=== Work required ===
The lines you return should be those containing the string "logging", taken from the data below.

[Saved entries]

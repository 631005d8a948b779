//! berth - development environment orchestrator
//!
//! This is the main CLI entry point for berth.

use berth::compose::{parse_duration, ComposeParser, LoadedProject};
use berth::container::docker::DEFAULT_DOCKER_BIN;
use berth::container::{ContainerHandle, ContainerRuntime, DockerCli};
use berth::error::{BerthError, Result};
use berth::orchestrator::{
    Backoff, ReadinessProber, Session, SessionConfig, SessionSnapshot, DEFAULT_STOP_GRACE,
};
use berth::service::ServiceRegistry;
use clap::{Parser, Subcommand};
use std::collections::HashMap;
use std::path::{Path, PathBuf};
use std::process::ExitCode;
use std::sync::Arc;
use std::time::Duration;
use tokio::signal::unix::{signal, SignalKind};
use tokio::sync::broadcast::error::RecvError;
use tokio::task::JoinHandle;
use tracing_subscriber::EnvFilter;

/// berth - start interdependent dev services in order
#[derive(Parser)]
#[command(name = "berth")]
#[command(version)]
#[command(about = "Start a compose project's services in dependency order", long_about = None)]
struct Cli {
    /// Compose file; repeat to merge several
    #[arg(short, long = "file", global = true)]
    file: Vec<PathBuf>,

    /// Project name
    #[arg(short, long, global = true)]
    project_name: Option<String>,

    /// Enable debug logging
    #[arg(long, global = true)]
    debug: bool,

    /// Docker binary
    #[arg(long, global = true, env = "BERTH_DOCKER", default_value = DEFAULT_DOCKER_BIN)]
    docker: PathBuf,

    /// Directory holding session snapshots
    #[arg(long, global = true, env = "BERTH_STATE_DIR")]
    state_dir: Option<PathBuf>,

    /// First restart delay
    #[arg(long, global = true, default_value = "1s", value_parser = duration_arg)]
    backoff_base: Duration,

    /// Longest restart delay
    #[arg(long, global = true, default_value = "30s", value_parser = duration_arg)]
    backoff_cap: Duration,

    /// Grace period before a stopping container is killed
    #[arg(long, global = true, value_parser = duration_arg)]
    stop_timeout: Option<Duration>,

    #[command(subcommand)]
    command: Commands,
}

#[derive(Subcommand)]
enum Commands {
    /// Start services in dependency order and supervise them
    Up {
        /// Return once everything is ready instead of supervising
        #[arg(short, long)]
        detach: bool,
    },
    /// Stop services in reverse dependency order
    Down {
        /// Remove named volumes
        #[arg(short, long)]
        volumes: bool,
    },
    /// Show the state of each service
    Status {
        /// Print the session snapshot as JSON
        #[arg(long)]
        json: bool,
    },
    /// Validate the compose file and print the launch order
    Config,
}

fn duration_arg(value: &str) -> std::result::Result<Duration, String> {
    parse_duration(value).map_err(|e| e.to_string())
}

#[tokio::main]
async fn main() -> ExitCode {
    let cli = Cli::parse();

    // Initialize logging
    let filter = if cli.debug {
        EnvFilter::new("debug")
    } else {
        EnvFilter::try_from_default_env().unwrap_or_else(|_| EnvFilter::new("info"))
    };

    tracing_subscriber::fmt()
        .with_env_filter(filter)
        .with_writer(std::io::stderr)
        .init();

    match run(cli).await {
        Ok(()) => ExitCode::SUCCESS,
        Err(e) if e.is_cancelled() => ExitCode::SUCCESS,
        Err(e) => {
            eprintln!("Error: {}: {}", e.kind(), e);
            if let BerthError::LaunchAborted { failures } = &e {
                for failure in failures {
                    eprintln!("  {}", failure);
                }
            }
            ExitCode::from(u8::try_from(e.exit_code()).unwrap_or(1))
        }
    }
}

async fn run(cli: Cli) -> Result<()> {
    let working_dir = std::env::current_dir()?;
    let env: HashMap<String, String> = std::env::vars().collect();

    let project = ComposeParser::load_project(
        &cli.file,
        &working_dir,
        cli.project_name.as_deref(),
        &env,
    )?;

    let state_dir = cli.state_dir.clone().unwrap_or_else(|| {
        dirs::data_local_dir()
            .unwrap_or_else(std::env::temp_dir)
            .join("berth")
    });
    let runtime: Arc<dyn ContainerRuntime> = Arc::new(DockerCli::new(&cli.docker));
    let config = SessionConfig {
        backoff: Backoff::new(cli.backoff_base, cli.backoff_cap),
        stop_grace: cli.stop_timeout.unwrap_or(DEFAULT_STOP_GRACE),
    };

    match cli.command {
        Commands::Up { detach } => up(project, runtime, config, &state_dir, detach).await,
        Commands::Down { volumes } => down(project, runtime, config, &state_dir, volumes).await,
        Commands::Status { json } => status(&project, runtime.as_ref(), &state_dir, json).await,
        Commands::Config => {
            print_config(&project);
            Ok(())
        }
    }
}

async fn up(
    project: LoadedProject,
    runtime: Arc<dyn ContainerRuntime>,
    config: SessionConfig,
    state_dir: &Path,
    detach: bool,
) -> Result<()> {
    let name = project.registry.project().to_string();
    if let Some(existing) = SessionSnapshot::load(state_dir, &name)? {
        if existing.supervisor_alive() {
            return Err(BerthError::Runtime(format!(
                "project {} is already up (pid {})",
                name, existing.pid
            )));
        }
    }

    let session = Arc::new(Session::new(
        project.registry,
        runtime,
        ReadinessProber::tcp(),
        config,
    ));
    let writer = spawn_snapshot_writer(session.clone(), project.digest.clone(), state_dir);

    let outcome = tokio::select! {
        result = session.up() => Some(result),
        _ = shutdown_signal() => None,
    };

    match outcome {
        None => {
            tracing::info!("Interrupted, stopping project {}", name);
            teardown(&session, writer, state_dir).await
        }
        Some(Err(e)) if detach => {
            writer.abort();
            SessionSnapshot::capture(&session, &project.digest).save(state_dir)?;
            Err(e)
        }
        Some(Err(e)) => {
            teardown(&session, writer, state_dir).await?;
            Err(e)
        }
        Some(Ok(())) => {
            print_snapshot(&SessionSnapshot::capture(&session, &project.digest));
            if detach {
                writer.abort();
                SessionSnapshot::capture(&session, &project.digest).save(state_dir)?;
                return Ok(());
            }

            tracing::info!("Supervising project {}; press Ctrl-C to stop", name);
            shutdown_signal().await;
            teardown(&session, writer, state_dir).await
        }
    }
}

async fn teardown(session: &Session, writer: JoinHandle<()>, state_dir: &Path) -> Result<()> {
    session.down(false).await?;
    writer.abort();
    SessionSnapshot::remove(state_dir, session.registry().project())
}

async fn down(
    project: LoadedProject,
    runtime: Arc<dyn ContainerRuntime>,
    config: SessionConfig,
    state_dir: &Path,
    remove_volumes: bool,
) -> Result<()> {
    let name = project.registry.project().to_string();

    if let Some(snapshot) = SessionSnapshot::load(state_dir, &name)? {
        if snapshot.supervisor_alive() {
            tracing::info!("Asking berth up (pid {}) to stop project {}", snapshot.pid, name);
            snapshot.signal_supervisor()?;

            let services = u32::try_from(snapshot.services.len()).unwrap_or(u32::MAX);
            let patience = config.stop_grace.saturating_mul(services.saturating_add(1));
            let deadline = tokio::time::Instant::now() + patience;
            while snapshot.supervisor_alive() {
                if tokio::time::Instant::now() >= deadline {
                    return Err(BerthError::Runtime(format!(
                        "berth up (pid {}) did not stop within {:?}",
                        snapshot.pid, patience
                    )));
                }
                tokio::time::sleep(Duration::from_millis(200)).await;
            }

            if remove_volumes {
                for volume in project.registry.volumes() {
                    if let Err(e) = runtime.remove_volume(&name, volume).await {
                        tracing::warn!("Failed to remove volume {}: {}", volume.name, e);
                    }
                }
            }
            return Ok(());
        }
    }

    let session = Session::new(project.registry, runtime, ReadinessProber::tcp(), config);
    session.down(remove_volumes).await?;
    SessionSnapshot::remove(state_dir, &name)
}

async fn status(
    project: &LoadedProject,
    runtime: &dyn ContainerRuntime,
    state_dir: &Path,
    json: bool,
) -> Result<()> {
    let name = project.registry.project();
    let snapshot = SessionSnapshot::load(state_dir, name)?;

    if json {
        println!("{}", serde_json::to_string_pretty(&snapshot)?);
        return Ok(());
    }

    match snapshot {
        Some(snapshot) => {
            if snapshot.config_digest != project.digest {
                tracing::warn!("Compose file changed since project {} was started", name);
            }
            if snapshot.supervisor_alive() {
                println!(
                    "Project {} (session {}, supervised by pid {})",
                    name, snapshot.session_id, snapshot.pid
                );
                print_snapshot(&snapshot);
            } else {
                println!(
                    "Project {} (session {}, not supervised)",
                    name, snapshot.session_id
                );
                print_snapshot(&snapshot);
                println!();
                print_containers(&project.registry, runtime).await;
            }
        }
        None => {
            println!("Project {} has no running session", name);
            print_containers(&project.registry, runtime).await;
        }
    }
    Ok(())
}

/// Ask the runtime about each service's container directly
async fn print_containers(registry: &ServiceRegistry, runtime: &dyn ContainerRuntime) {
    println!("{:<20} {:<30} {}", "SERVICE", "CONTAINER", "STATUS");
    for spec in registry.services() {
        let container = spec.container_name(registry.project());
        let status = match runtime.status(&ContainerHandle::named(&container)).await {
            Ok(status) => status.to_string(),
            Err(e) => e.to_string(),
        };
        println!("{:<20} {:<30} {}", spec.name, container, status);
    }
}

fn print_snapshot(snapshot: &SessionSnapshot) {
    println!(
        "{:<20} {:<14} {:<9} {:<14} {}",
        "SERVICE", "STATE", "RESTARTS", "CONTAINER", "ERROR"
    );
    for service in &snapshot.services {
        let container = service
            .container_id
            .as_deref()
            .map(|id| &id[..id.len().min(12)])
            .unwrap_or("-");
        println!(
            "{:<20} {:<14} {:<9} {:<14} {}",
            service.name,
            service.state.to_string(),
            service.restarts,
            container,
            service.last_error.as_deref().unwrap_or("")
        );
    }
}

fn print_config(project: &LoadedProject) {
    let registry = &project.registry;
    println!("Project: {}", registry.project());
    for file in &project.files {
        println!("File: {}", file.display());
    }
    println!("Digest: {}", project.digest);

    println!("Launch order:");
    for (index, name) in registry.launch_order().iter().enumerate() {
        let Ok(spec) = registry.resolve(name) else {
            continue;
        };
        if spec.depends_on.is_empty() {
            println!("  {}. {}", index + 1, name);
        } else {
            println!(
                "  {}. {} (after {})",
                index + 1,
                name,
                spec.depends_on.join(", ")
            );
        }
    }

    println!("Networks:");
    for network in registry.networks() {
        let members: Vec<&str> = network.members.iter().map(String::as_str).collect();
        println!("  {}: {}", network.name, members.join(", "));
    }

    if registry.volumes().next().is_some() {
        println!("Volumes:");
        for volume in registry.volumes() {
            println!("  {}", volume.name);
        }
    }
}

/// Keep the snapshot file current while the session runs
fn spawn_snapshot_writer(session: Arc<Session>, digest: String, state_dir: &Path) -> JoinHandle<()> {
    let mut events = session.subscribe();
    let state_dir = state_dir.to_path_buf();

    tokio::spawn(async move {
        loop {
            if let Err(e) = SessionSnapshot::capture(&session, &digest).save(&state_dir) {
                tracing::warn!("Failed to write session snapshot: {}", e);
            }
            match events.recv().await {
                Ok(_) => {}
                Err(RecvError::Lagged(skipped)) => {
                    tracing::debug!("Snapshot writer skipped {} events", skipped);
                }
                Err(RecvError::Closed) => break,
            }
        }
    })
}

async fn shutdown_signal() {
    let mut terminate = match signal(SignalKind::terminate()) {
        Ok(terminate) => terminate,
        Err(e) => {
            tracing::warn!("Cannot listen for SIGTERM: {}", e);
            let _ = tokio::signal::ctrl_c().await;
            return;
        }
    };

    tokio::select! {
        _ = tokio::signal::ctrl_c() => {}
        _ = terminate.recv() => {}
    }
}
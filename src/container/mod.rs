//! Container runtime capability
//!
//! The orchestrator never runs containers itself. It drives an external
//! runtime through [`ContainerRuntime`], which the Docker CLI implements and
//! tests replace with a scripted fake.

pub mod config;
pub mod docker;

pub use config::{ContainerHandle, ContainerStatus, ExitStatus, LaunchRequest};
pub use docker::DockerCli;

use crate::error::Result;
use crate::service::{ImageSource, Network, Volume};
use async_trait::async_trait;
use std::time::Duration;

/// Operations the orchestrator needs from a container runtime
#[async_trait]
pub trait ContainerRuntime: Send + Sync {
    /// Build or pull the image for `service`, returning the reference to run
    async fn prepare_image(&self, service: &str, source: &ImageSource) -> Result<String>;

    /// Create a network unless it already exists
    async fn create_network(&self, project: &str, network: &Network) -> Result<()>;

    /// Remove a network
    async fn remove_network(&self, project: &str, network: &Network) -> Result<()>;

    /// Create a volume unless it already exists
    async fn create_volume(&self, project: &str, volume: &Volume) -> Result<()>;

    /// Remove a volume
    async fn remove_volume(&self, project: &str, volume: &Volume) -> Result<()>;

    /// Start a container, replacing any leftover container with the same name
    async fn start(&self, request: &LaunchRequest) -> Result<ContainerHandle>;

    /// Stop and remove a container
    async fn stop(&self, handle: &ContainerHandle, grace: Duration) -> Result<()>;

    /// Wait for a container to exit
    async fn wait(&self, handle: &ContainerHandle) -> Result<ExitStatus>;

    /// Current status of a container
    async fn status(&self, handle: &ContainerHandle) -> Result<ContainerStatus>;
}
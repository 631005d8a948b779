//! Session events

use super::instance::InstanceState;
use chrono::{DateTime, Utc};
use std::time::Duration;
use tokio::sync::broadcast;

/// Capacity of the session event channel
pub const EVENT_CHANNEL_CAPACITY: usize = 1024;

/// Broadcast sender for session events
pub type EventSender = broadcast::Sender<SessionEvent>;

/// Something observable happened to an instance
#[derive(Debug, Clone, PartialEq, Eq)]
pub enum EventKind {
    /// The instance changed state
    StateChanged {
        from: InstanceState,
        to: InstanceState,
    },
    /// A restart was scheduled after `delay`
    RestartScheduled { attempt: u32, delay: Duration },
    /// The instance failed
    Failed { kind: &'static str, message: String },
}

/// An event on one instance
#[derive(Debug, Clone)]
pub struct SessionEvent {
    /// When it happened
    pub at: DateTime<Utc>,
    /// Service name
    pub service: String,
    /// What happened
    pub kind: EventKind,
}

impl SessionEvent {
    pub(crate) fn new(service: &str, kind: EventKind) -> Self {
        Self {
            at: Utc::now(),
            service: service.to_string(),
            kind,
        }
    }
}

impl std::fmt::Display for SessionEvent {
    fn fmt(&self, f: &mut std::fmt::Formatter<'_>) -> std::fmt::Result {
        match &self.kind {
            EventKind::StateChanged { from, to } => {
                write!(f, "{}: {} -> {}", self.service, from, to)
            }
            EventKind::RestartScheduled { attempt, delay } => {
                write!(f, "{}: restart #{} in {:?}", self.service, attempt, delay)
            }
            EventKind::Failed { kind, message } => {
                write!(f, "{}: {}: {}", self.service, kind, message)
            }
        }
    }
}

=== Output below ===
    /// Enable debug logging
    // Initialize logging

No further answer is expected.